I drove down to San Antonio to the Surface Design Association Conference marketplace earlier this month. I met some friends from New York, Delaware and Colorado. We had a great time going thru the art galleries and fiber art supply venders. One of my short term goals was to do some warp painting or other surface design on some warps while I wait for my shoulder to come back into action. My shoulder is on the mend but I have limited range of motion and cannot lift. Throwing a shuttle and lifting dye pots or wet skeins is a no go right now! So I picked up some supplies from Marlene Glickman at http://silkdyes.com/supplies.html She walked me thru making silk blanks into beautiful scarves using a baggie, the dyes and taking advantage of the crease dye method. I saw the potential for some easy warp painting!
When all the conference attendees were off in the keynote speech I took advantage of Marlene’s time and she gave me an intro to using the silk paints. They only work on protein fibers, attach when wet and don’t require heat setting, an interesting acid dye formulation. Since I am a chemical dye rookie this seem like the least investment of time and effort to do some training wheel chemical dyeing.

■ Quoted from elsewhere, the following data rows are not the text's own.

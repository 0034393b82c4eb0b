//! Mailgun provider.
//!
//! Posts a flat form to `{base}{domain}/messages` with basic auth. Without a
//! live key the simulated Mailgun backend answers instead.

use serde_json::{Value, json};
use tracing::warn;

use super::message::{Message, Payload, SendReceipt};
use super::provider::EmailProvider;
use super::validation;
use crate::config::{LengthLimits, MailgunSettings};
use crate::error::{MailError, MailResult};
use crate::external::simulated::mailgun_backend;
use crate::external::{FormTransport, SimulatedTransport, Transport};

const DISPLAY_NAME: &str = "Mailgun";

/// Acknowledgement Mailgun returns for an accepted message
const QUEUED_ACK: &str = "Queued. Thank you.";

pub struct MailgunProvider {
    limits: LengthLimits,
    transport: Box<dyn Transport>,
}

impl MailgunProvider {
    pub const NAME: &'static str = "mailgun";

    /// Creates a provider from settings, choosing the live or simulated backend.
    pub fn new(settings: &MailgunSettings) -> Self {
        let transport: Box<dyn Transport> = if settings.uses_live_backend() {
            Box::new(FormTransport::new(
                DISPLAY_NAME,
                settings.messages_url(),
                &settings.api_key,
            ))
        } else {
            warn!(
                provider = Self::NAME,
                "No live Mailgun key configured or simulation forced, using simulated backend"
            );
            Box::new(
                SimulatedTransport::new(DISPLAY_NAME, mailgun_backend)
                    .with_credential("auth_key", &settings.api_key),
            )
        };

        Self {
            limits: settings.limits,
            transport,
        }
    }

    pub fn with_transport(limits: LengthLimits, transport: impl Transport + 'static) -> Self {
        Self {
            limits,
            transport: Box::new(transport),
        }
    }

    pub fn is_simulated(&self) -> bool {
        self.transport.is_simulated()
    }
}

impl EmailProvider for MailgunProvider {
    fn name(&self) -> &'static str {
        Self::NAME
    }

    fn validate(&self, message: &Message) -> MailResult<()> {
        validation::validate_message(Self::NAME, &self.limits, message)
    }

    fn build_payload(&self, message: &Message) -> Payload {
        let mut payload = Payload::new();
        payload.insert("from".to_string(), json!(message.sender));
        payload.insert(
            "to".to_string(),
            json!(message.recipient.as_deref().unwrap_or_default()),
        );
        payload.insert(
            "subject".to_string(),
            json!(message.subject.as_deref().unwrap_or_default()),
        );
        if let Some(body) = &message.body {
            payload.insert(body.field().to_string(), json!(body.content()));
        }
        payload
    }

    fn transmit(&self, payload: &Payload) -> MailResult<Value> {
        self.transport.post(payload)
    }

    fn interpret(&self, response: Value) -> MailResult<SendReceipt> {
        let message = response.get("message").and_then(Value::as_str);

        if message == Some(QUEUED_ACK)
            && let Some(id) = response.get("id").and_then(Value::as_str)
        {
            return Ok(SendReceipt::sent(Self::NAME, id));
        }

        if response.get("status").and_then(Value::as_str) == Some("failed") {
            return Err(MailError::provider_api(
                DISPLAY_NAME,
                message.unwrap_or("Unknown Mailgun API error."),
            ));
        }

        Err(MailError::provider_api(
            DISPLAY_NAME,
            format!("unexpected response: {response}"),
        ))
    }
}

#[cfg(test)]
mod tests {
    use super::*;
    use crate::external::simulated::{MAILGUN_ERROR_RECIPIENT, MAILGUN_ERROR_SUBJECT};
    use crate::mail::{Body, Mailer};
    use std::sync::{Arc, Mutex};

    fn simulated() -> MailgunProvider {
        MailgunProvider::new(&MailgunSettings {
            simulate: true,
            ..MailgunSettings::default()
        })
    }

    fn mailer(provider: MailgunProvider) -> Mailer {
        Mailer::new(Box::new(provider), "noreply@example.com")
    }

    #[test]
    fn test_live_backend_requires_real_key() {
        assert!(MailgunProvider::new(&MailgunSettings::default()).is_simulated());

        let provider = MailgunProvider::new(&MailgunSettings {
            api_key: "key-123".to_string(),
            ..MailgunSettings::default()
        });
        assert!(!provider.is_simulated());
    }

    #[test]
    fn test_payload_is_flat_form() {
        let message = Message {
            recipient: Some("a@b.com".to_string()),
            sender: "noreply@example.com".to_string(),
            subject: Some("Hi".to_string()),
            body: Some(Body::Text("Hello".to_string())),
        };

        assert_eq!(
            Value::Object(simulated().build_payload(&message)),
            json!({"from": "noreply@example.com", "to": "a@b.com", "subject": "Hi", "text": "Hello"})
        );
    }

    #[test]
    fn test_simulated_send() {
        let receipt = mailer(simulated())
            .set_recipient("a@b.com")
            .set_subject("Hi")
            .set_html_content("<p>Hello</p>")
            .send()
            .unwrap();

        assert_eq!(receipt.provider, "mailgun");
        assert!(receipt.message_id.ends_with("@mailgun.org>"));
    }

    #[test]
    fn test_simulated_failures() {
        for (to, subject) in [
            (MAILGUN_ERROR_RECIPIENT, "Hi"),
            ("a@b.com", MAILGUN_ERROR_SUBJECT),
        ] {
            let err = mailer(simulated())
                .set_recipient(to)
                .set_subject(subject)
                .set_text_content("Hello")
                .send()
                .unwrap_err();
            assert!(err.to_string().starts_with("Mailgun API error"));
        }
    }

    #[test]
    fn test_provider_payload_excludes_credential() {
        let seen = Arc::new(Mutex::new(None));
        let sink = Arc::clone(&seen);
        let backend = SimulatedTransport::new(DISPLAY_NAME, mailgun_backend)
            .with_credential("auth_key", "MAILGUN_API_KEY_DEFAULT_WARNING");
        let transport = move |payload: &Payload| -> MailResult<Value> {
            let response = backend.post(payload)?;
            *sink.lock().unwrap() = Some(payload.clone());
            Ok(response)
        };

        mailer(MailgunProvider::with_transport(LengthLimits::default(), transport))
            .set_recipient("a@b.com")
            .set_subject("Hi")
            .set_text_content("Hello")
            .send()
            .unwrap();

        // The provider's own payload stays free of credentials
        let payload = seen.lock().unwrap().take().unwrap();
        assert!(!payload.contains_key("auth_key"));
    }

    #[test]
    fn test_interpret_variants() {
        let provider = simulated();

        let receipt = provider
            .interpret(json!({"id": "<x@mailgun.org>", "message": QUEUED_ACK}))
            .unwrap();
        assert_eq!(receipt.message_id, "<x@mailgun.org>");

        let err = provider.interpret(json!({"status": "failed"})).unwrap_err();
        assert!(err.to_string().contains("Unknown Mailgun API error."));

        let err = provider
            .interpret(json!({"status": "failed", "message": "Domain not found"}))
            .unwrap_err();
        assert!(err.to_string().contains("Domain not found"));

        // Acknowledgement without an id is not a success
        assert!(provider.interpret(json!({"message": QUEUED_ACK})).is_err());
        assert!(provider.interpret(Value::Null).is_err());
    }
}
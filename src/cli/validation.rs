//! CLI argument validation functions
//!
//! Custom value parsers for arguments clap cannot validate on its own.

use std::fs;
use std::path::PathBuf;

/// Validate that a file path is accessible (exists and is readable)
pub fn validate_config_file_path(path_str: &str) -> Result<PathBuf, String> {
    let path = PathBuf::from(path_str);

    if !path.exists() {
        return Err(format!("Configuration file does not exist: '{}'", path_str));
    }

    if !path.is_file() {
        return Err(format!("Configuration path is not a file: '{}'", path_str));
    }

    match fs::File::open(&path) {
        Ok(_) => Ok(path),
        Err(e) => Err(format!(
            "Cannot read configuration file '{}': {}",
            path_str, e
        )),
    }
}
//! Configuration error types

use thiserror::Error;

/// Errors raised while loading or validating courier settings
#[derive(Debug, Error)]
pub enum ConfigError {
    /// A required configuration file is missing
    #[error("Configuration file not found: {0}")]
    FileNotFound(String),

    /// The merged sources could not be deserialized into `Settings`
    #[error("Failed to parse configuration: {0}")]
    ParseError(String),

    /// A setting holds a value outside its accepted range or format
    #[error("Validation error: {field} - {message}")]
    ValidationError { field: String, message: String },

    /// An environment variable holds an unusable value
    #[error("Environment variable error: {0}")]
    EnvVarError(String),

    /// `COURIER_CONFIG_DIR` and `COURIER_CONFIG_FILE` were both set
    #[error("Mutual exclusivity error: {0}")]
    MutualExclusivityError(String),

    #[error("Configuration error: {0}")]
    Other(#[from] config::ConfigError),
}

impl ConfigError {
    pub fn validation(field: impl Into<String>, message: impl Into<String>) -> Self {
        ConfigError::ValidationError {
            field: field.into(),
            message: message.into(),
        }
    }

    pub fn file_not_found(path: impl Into<String>) -> Self {
        ConfigError::FileNotFound(path.into())
    }

    pub fn mutual_exclusivity(message: impl Into<String>) -> Self {
        ConfigError::MutualExclusivityError(message.into())
    }
}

The goal is to prep a couple of warps and see how they look with the stenciling. Before I tackle a warp (which requires winding – more shoulder action) I worked with some stencils and some screen stencils. I also worked with an open stencil on dry and wet silk fabric and made myself a color chart of the 10 colors on hand, all prepped at the same strength.

Experimenting with dry & wet application
Marlene introduced me to using shaving cream as a medium to use a silkscreen to transfer a dye. The dragonflies below start with the green dye and a rose & green mixed together using the shaving cream as the transfer media. I also pulled some lichen and mixed in into the next cream batch and gave that a try. The lighter color rose brown is the lichen screen print.

Experimenting with shaving cream and lichen
So now I’ll wash and iron the results and ponder the next step. I have guar gum I can use for the transfer media with my lichen and persimmon so that would be another direction. Perfection in the printing is not my goal. An ikat image on a warp is definitely going to be fuzzy so I’m not concerned with the open stencil wet edges. For now I’ll stay with my chemical dyes and see what else I can do with them.